Altogether, this results in our having produced three separate data points for each U.S. county: Quality of Life, Agglomerations and Over/Undersupply of College graduates.
This approach differs from earlier work on entrepreneurship across regions in several key ways. First, we make no assumptions regarding amenity preferences. The Rosen-Roback approach need not be that restrictive, and our work has relaxed that assumption. We’ll permit markets to reveal to us valuations from buyers and sellers of homes and employers and employees in labor markets.
Second, we use actual observed variation in productivity to measure agglomerations. Other approaches, such as using population density are again, more restrictive. We note that the Quality of Business Environment measure introduced by David Albouy and our measurement of agglomerations are strongly correlated. Teasing out these two measures will be something we spend considerable time on in the coming months.
Finally, we develop a statistical (stochastic) model of the observed over/undersupply of college graduates by county, receiving a county measure of that variable. Altogether, we can then test whether these three variables explain the geographic variation in new business starts (per 1000 residents) from 2019 through 2021.
The following table reports that very simple regression on 3,062 counties for which we have data (out of a total of 3,144 county sized units in 2019). In this model, agglomerations, quality of life and BA over/undersupply all are positively correlated with new business starts per 1,000 residents.
The interaction between agglomerations/BA over-under supply and the Quality of Life/BA over-under supply are not statistically significant. However, the interactions between agglomerations and quality of life are negative, suggesting that the combination of the two reduced new business starts.
As a cautionary note however, this does not necessary imply negative effects to economic activity. If the Haltiwanger analysis is correct (and I believe it is), the spike in new business starts after COVID had its genesis in the dissolution of existing businesses during the pandemic. Though earlier studies (e.g. Gabriel and Rosenthal, 2004) report that firms and households likely are not attracted to the same places, we have evidence of growing correlation over time (again, part of our ongoing research we’ll write about later). And, in the wake of COVID, firms in high agglomerations and high quality of life places may simply have survived the pandemic better than others. This would mean they’d be less likely to see large firm growth afterwards.

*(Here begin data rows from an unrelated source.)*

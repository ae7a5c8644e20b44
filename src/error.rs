//! Error types for Sleep Quality

use thiserror::Error;

/// Errors that can occur while loading artifacts or running a prediction
#[derive(Debug, Error)]
pub enum PredictError {
    #[error("Failed to load artifact {path}: {reason}")]
    ArtifactLoad { path: String, reason: String },

    #[error("Invalid JSON: {0}")]
    JsonError(#[from] serde_json::Error),

    #[error("Schema mismatch: {0}")]
    SchemaMismatch(String),

    #[error("Unrecognized value {value:?} for categorical attribute {attribute}")]
    UnrecognizedCategory { attribute: String, value: String },

    #[error("Scaler expects {expected} features, got {actual}")]
    ScalerShapeMismatch { expected: usize, actual: usize },

    #[error("Missing required attribute: {0}")]
    MissingAttribute(String),

    #[error("Invalid attribute {attribute}: {reason}")]
    InvalidAttribute { attribute: String, reason: String },

    #[error("Attribute {attribute} = {value} is outside [{min}, {max}]")]
    OutOfRange {
        attribute: String,
        value: f64,
        min: f64,
        max: f64,
    },

    #[error("Invalid configuration: {0}")]
    InvalidConfig(String),

    #[error("Invalid artifact: {0}")]
    InvalidArtifact(String),
}

impl PredictError {
    /// Build an `ArtifactLoad` error for a file path
    pub fn artifact_load(path: impl AsRef<std::path::Path>, reason: impl ToString) -> Self {
        PredictError::ArtifactLoad {
            path: path.as_ref().display().to_string(),
            reason: reason.to_string(),
        }
    }

    /// Whether the error was raised by the input boundary (caller-supplied values)
    pub fn is_input_error(&self) -> bool {
        matches!(
            self,
            PredictError::UnrecognizedCategory { .. }
                | PredictError::MissingAttribute(_)
                | PredictError::InvalidAttribute { .. }
                | PredictError::OutOfRange { .. }
        )
    }
}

The map of new business starts is dominated by outliers in the Jackson Hole, WY region. But, a few points emerge. While there is not a great deal of apparent correlation between these maps, a few places do warrant comment.
Compare the eastern range of the Rockies across the over/under supply of BA graduates and new business starts. Also, note the Acela Corridor (DC to NYC), Utah, Florida and Idaho in both maps. Clearly something is going on here, which we are trying to understand.
Conclusion
This is a very preliminary presentation of the role quality of life, agglomerations and the over/under supply of college educated adults had on new business starts over the COVID Pandemic.
It does appear that all these factors play a role in the geographic variation of new business starts. Initial evidence is that quality of life is the stronger of the three, the model presented here doesn’t do a great job in accounting for the possibility that quality of life and agglomerations influence the over/undersupply of college graduates. We will tackle that in later research, but what is clear is that if you wish to influence economic activity in your county, there are policy levers at hand. Education quality and quantity is probably the key variable tying all these phenomenon together.